Exercise requirements:
Look below for the lines from the one with "filename src/lambda/mod.rs" to the one with "pub enum ExtractError", and copy exactly those lines, both ends included.

(Saved entries)
※

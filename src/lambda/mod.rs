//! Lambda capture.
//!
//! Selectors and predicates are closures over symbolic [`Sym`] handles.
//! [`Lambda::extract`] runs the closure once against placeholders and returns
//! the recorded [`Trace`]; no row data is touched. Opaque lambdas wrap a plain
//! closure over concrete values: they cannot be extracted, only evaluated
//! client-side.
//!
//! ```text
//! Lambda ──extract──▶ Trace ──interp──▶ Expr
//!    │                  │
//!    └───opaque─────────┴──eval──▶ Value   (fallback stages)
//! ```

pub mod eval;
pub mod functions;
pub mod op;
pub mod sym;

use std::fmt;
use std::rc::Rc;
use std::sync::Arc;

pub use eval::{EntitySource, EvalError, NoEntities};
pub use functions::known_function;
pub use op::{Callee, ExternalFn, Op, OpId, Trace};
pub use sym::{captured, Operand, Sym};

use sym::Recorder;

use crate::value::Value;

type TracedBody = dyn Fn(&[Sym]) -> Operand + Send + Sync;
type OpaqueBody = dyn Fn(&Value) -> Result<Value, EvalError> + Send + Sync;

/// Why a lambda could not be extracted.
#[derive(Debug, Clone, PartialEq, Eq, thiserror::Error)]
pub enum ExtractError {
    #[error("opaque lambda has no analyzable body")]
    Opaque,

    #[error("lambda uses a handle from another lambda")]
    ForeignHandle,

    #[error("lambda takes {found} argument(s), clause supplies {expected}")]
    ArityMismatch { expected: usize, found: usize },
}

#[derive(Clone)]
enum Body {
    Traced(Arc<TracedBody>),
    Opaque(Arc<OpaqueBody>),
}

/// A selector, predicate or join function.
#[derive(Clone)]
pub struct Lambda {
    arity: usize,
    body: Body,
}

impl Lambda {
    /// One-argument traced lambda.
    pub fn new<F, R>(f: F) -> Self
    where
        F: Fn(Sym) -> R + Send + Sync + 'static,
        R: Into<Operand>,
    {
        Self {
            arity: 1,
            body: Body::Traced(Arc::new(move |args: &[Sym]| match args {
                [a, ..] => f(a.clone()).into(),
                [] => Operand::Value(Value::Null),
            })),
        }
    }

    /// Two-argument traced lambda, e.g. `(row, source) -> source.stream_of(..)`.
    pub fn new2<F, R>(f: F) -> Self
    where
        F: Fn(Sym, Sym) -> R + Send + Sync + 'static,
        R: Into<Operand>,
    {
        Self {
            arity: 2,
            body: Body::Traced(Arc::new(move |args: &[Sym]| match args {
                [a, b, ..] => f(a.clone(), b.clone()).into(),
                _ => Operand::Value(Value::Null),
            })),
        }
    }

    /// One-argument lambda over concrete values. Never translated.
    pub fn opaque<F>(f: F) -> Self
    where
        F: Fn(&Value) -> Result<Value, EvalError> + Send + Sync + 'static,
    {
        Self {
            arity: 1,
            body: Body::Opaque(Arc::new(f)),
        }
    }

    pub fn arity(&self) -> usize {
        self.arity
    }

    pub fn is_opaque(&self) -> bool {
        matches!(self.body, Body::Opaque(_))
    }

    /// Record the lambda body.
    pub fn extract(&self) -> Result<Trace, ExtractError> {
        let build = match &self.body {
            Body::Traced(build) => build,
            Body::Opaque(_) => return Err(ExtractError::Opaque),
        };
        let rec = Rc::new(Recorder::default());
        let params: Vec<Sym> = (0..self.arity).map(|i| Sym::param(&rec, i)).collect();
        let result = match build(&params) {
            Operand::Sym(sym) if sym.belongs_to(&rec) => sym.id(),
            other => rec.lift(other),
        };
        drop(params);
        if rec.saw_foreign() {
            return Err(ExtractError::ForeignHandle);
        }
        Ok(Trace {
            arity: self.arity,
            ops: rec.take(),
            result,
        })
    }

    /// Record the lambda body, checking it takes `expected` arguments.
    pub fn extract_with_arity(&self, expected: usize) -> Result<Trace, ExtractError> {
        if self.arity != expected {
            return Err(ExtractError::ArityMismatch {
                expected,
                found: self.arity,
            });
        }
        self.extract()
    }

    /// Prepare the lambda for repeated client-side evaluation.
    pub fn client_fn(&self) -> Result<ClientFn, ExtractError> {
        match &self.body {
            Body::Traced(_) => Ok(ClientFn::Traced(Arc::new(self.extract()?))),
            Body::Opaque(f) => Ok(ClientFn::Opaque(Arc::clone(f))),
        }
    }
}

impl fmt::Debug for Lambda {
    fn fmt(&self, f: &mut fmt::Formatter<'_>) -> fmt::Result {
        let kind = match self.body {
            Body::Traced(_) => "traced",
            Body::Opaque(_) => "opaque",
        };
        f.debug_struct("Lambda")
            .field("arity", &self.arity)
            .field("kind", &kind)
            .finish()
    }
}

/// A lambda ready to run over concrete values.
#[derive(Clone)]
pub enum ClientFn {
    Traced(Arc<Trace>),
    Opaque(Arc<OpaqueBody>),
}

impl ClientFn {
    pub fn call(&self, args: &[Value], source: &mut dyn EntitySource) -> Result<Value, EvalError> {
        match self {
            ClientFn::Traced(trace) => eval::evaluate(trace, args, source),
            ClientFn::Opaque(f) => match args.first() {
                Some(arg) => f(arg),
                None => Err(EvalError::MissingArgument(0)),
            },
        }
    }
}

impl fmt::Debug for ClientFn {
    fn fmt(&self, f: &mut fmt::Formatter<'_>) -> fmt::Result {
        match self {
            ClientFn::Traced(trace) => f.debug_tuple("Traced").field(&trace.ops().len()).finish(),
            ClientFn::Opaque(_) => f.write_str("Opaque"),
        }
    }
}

※

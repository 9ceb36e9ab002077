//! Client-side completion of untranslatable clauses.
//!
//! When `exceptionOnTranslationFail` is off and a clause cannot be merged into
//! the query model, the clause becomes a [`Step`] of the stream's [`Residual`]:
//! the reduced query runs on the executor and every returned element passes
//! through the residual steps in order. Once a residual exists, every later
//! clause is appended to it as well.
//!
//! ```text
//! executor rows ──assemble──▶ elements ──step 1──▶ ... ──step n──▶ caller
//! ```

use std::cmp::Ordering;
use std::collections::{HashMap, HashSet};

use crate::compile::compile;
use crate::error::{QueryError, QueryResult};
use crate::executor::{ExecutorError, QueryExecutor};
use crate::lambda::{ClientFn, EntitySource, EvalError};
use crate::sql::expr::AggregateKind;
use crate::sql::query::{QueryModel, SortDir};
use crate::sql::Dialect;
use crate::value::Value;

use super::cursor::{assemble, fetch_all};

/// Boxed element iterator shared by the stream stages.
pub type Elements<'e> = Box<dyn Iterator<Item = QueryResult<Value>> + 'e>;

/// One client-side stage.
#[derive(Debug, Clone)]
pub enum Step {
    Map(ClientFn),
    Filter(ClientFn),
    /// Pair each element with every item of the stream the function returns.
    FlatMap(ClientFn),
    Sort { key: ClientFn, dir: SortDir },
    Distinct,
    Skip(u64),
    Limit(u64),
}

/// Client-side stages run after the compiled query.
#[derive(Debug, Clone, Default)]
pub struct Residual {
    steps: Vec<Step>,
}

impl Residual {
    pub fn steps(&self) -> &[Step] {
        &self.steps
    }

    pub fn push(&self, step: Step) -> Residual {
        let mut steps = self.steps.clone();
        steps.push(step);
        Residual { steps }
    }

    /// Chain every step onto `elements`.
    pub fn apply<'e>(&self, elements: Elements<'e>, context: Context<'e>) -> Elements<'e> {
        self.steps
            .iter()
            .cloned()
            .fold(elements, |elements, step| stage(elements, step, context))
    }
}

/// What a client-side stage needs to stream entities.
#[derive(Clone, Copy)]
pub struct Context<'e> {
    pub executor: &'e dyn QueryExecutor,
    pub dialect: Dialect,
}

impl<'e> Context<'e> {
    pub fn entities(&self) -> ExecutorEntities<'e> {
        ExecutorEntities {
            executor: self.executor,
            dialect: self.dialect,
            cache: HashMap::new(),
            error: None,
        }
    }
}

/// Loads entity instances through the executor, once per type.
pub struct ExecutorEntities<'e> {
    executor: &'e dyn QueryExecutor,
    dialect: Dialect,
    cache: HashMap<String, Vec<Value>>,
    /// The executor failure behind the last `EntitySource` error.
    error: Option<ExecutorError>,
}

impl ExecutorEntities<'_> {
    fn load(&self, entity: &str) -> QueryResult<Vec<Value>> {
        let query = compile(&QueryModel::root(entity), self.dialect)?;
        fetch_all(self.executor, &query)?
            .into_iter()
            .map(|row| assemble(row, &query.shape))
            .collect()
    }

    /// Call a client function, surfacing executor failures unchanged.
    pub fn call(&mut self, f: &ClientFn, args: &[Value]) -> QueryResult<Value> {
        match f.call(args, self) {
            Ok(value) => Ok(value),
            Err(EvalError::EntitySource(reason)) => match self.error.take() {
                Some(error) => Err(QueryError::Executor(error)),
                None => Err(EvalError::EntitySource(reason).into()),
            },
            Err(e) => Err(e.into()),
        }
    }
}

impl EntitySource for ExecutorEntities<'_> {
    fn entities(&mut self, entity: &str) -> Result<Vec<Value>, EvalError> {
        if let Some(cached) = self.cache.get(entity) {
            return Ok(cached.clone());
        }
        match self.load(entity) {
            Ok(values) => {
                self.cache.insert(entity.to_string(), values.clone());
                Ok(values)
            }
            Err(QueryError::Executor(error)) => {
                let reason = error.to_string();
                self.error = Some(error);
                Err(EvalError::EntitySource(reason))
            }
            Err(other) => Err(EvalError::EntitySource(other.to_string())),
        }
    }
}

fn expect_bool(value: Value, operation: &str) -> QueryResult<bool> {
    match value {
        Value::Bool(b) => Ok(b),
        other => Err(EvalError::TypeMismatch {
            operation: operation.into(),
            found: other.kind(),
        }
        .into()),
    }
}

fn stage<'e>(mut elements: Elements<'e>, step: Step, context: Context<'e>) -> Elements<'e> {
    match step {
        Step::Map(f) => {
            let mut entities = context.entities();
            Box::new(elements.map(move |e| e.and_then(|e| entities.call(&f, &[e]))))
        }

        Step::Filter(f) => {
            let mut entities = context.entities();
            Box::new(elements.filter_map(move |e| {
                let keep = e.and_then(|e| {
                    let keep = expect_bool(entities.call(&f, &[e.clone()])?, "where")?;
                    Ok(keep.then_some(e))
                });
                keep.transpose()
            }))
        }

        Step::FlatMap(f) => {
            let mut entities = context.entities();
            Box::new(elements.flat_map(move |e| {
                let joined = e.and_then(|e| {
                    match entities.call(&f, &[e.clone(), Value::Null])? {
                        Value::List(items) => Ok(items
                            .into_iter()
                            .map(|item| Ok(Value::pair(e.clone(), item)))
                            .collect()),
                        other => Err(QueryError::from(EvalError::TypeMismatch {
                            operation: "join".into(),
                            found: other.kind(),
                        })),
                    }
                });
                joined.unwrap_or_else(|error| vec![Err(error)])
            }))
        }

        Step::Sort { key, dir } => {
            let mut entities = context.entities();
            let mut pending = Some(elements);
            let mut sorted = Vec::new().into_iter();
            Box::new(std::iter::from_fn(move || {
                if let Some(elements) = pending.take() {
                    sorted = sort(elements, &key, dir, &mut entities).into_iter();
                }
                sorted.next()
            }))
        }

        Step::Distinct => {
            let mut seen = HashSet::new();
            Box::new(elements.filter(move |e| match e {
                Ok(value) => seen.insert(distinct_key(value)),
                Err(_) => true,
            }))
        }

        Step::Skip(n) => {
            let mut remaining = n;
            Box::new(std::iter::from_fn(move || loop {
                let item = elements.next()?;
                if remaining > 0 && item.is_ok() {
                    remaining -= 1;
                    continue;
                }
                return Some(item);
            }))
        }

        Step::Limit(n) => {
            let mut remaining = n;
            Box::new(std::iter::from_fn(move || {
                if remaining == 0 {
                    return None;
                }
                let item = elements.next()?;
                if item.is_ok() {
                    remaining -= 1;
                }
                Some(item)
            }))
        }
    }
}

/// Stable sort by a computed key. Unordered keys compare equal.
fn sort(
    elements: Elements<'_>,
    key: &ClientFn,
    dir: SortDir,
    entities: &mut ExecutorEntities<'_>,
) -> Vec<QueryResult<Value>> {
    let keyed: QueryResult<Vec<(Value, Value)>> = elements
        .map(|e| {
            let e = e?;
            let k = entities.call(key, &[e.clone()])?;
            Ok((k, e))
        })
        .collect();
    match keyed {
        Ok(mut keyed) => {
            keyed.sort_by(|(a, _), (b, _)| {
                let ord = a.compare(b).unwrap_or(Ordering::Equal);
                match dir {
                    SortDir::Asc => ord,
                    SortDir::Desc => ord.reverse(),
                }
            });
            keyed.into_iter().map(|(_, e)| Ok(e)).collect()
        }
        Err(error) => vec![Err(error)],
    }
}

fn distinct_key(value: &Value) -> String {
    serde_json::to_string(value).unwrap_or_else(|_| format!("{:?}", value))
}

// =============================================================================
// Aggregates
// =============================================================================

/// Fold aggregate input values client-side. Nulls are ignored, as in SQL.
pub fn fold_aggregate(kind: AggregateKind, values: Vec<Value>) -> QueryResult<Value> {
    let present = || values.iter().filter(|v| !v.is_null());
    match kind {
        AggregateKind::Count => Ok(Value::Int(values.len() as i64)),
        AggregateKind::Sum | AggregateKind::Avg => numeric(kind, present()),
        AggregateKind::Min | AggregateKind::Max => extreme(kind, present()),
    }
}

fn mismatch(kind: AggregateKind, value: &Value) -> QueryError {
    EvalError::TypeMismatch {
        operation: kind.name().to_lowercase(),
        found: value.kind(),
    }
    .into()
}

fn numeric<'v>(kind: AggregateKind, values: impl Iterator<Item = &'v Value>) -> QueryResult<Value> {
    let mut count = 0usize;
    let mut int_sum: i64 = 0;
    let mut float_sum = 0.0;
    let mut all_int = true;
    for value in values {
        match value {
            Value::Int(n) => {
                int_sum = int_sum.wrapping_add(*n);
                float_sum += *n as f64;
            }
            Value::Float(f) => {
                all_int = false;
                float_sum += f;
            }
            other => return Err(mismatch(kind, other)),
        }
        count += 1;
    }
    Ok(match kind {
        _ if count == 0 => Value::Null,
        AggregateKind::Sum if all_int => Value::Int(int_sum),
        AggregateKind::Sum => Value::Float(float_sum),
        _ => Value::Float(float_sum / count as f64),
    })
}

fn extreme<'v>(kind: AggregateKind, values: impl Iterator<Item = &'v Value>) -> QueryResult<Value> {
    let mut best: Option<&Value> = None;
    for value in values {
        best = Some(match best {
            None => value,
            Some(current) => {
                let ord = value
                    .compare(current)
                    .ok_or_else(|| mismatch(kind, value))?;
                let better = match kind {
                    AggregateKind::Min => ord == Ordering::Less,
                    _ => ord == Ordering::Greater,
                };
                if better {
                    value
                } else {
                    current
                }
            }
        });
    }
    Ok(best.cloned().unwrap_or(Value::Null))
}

※

Solution:
filename src/lambda/mod.rs
//! Lambda capture.
//!
//! Selectors and predicates are closures over symbolic [`Sym`] handles.
//! [`Lambda::extract`] runs the closure once against placeholders and returns
//! the recorded [`Trace`]; no row data is touched. Opaque lambdas wrap a plain
//! closure over concrete values: they cannot be extracted, only evaluated
//! client-side.
//!
//! ```text
//! Lambda ──extract──▶ Trace ──interp──▶ Expr
//!    │                  │
//!    └───opaque─────────┴──eval──▶ Value   (fallback stages)
//! ```

pub mod eval;
pub mod functions;
pub mod op;
pub mod sym;

use std::fmt;
use std::rc::Rc;
use std::sync::Arc;

pub use eval::{EntitySource, EvalError, NoEntities};
pub use functions::known_function;
pub use op::{Callee, ExternalFn, Op, OpId, Trace};
pub use sym::{captured, Operand, Sym};

use sym::Recorder;

use crate::value::Value;

type TracedBody = dyn Fn(&[Sym]) -> Operand + Send + Sync;
type OpaqueBody = dyn Fn(&Value) -> Result<Value, EvalError> + Send + Sync;

/// Why a lambda could not be extracted.
#[derive(Debug, Clone, PartialEq, Eq, thiserror::Error)]
pub enum ExtractError {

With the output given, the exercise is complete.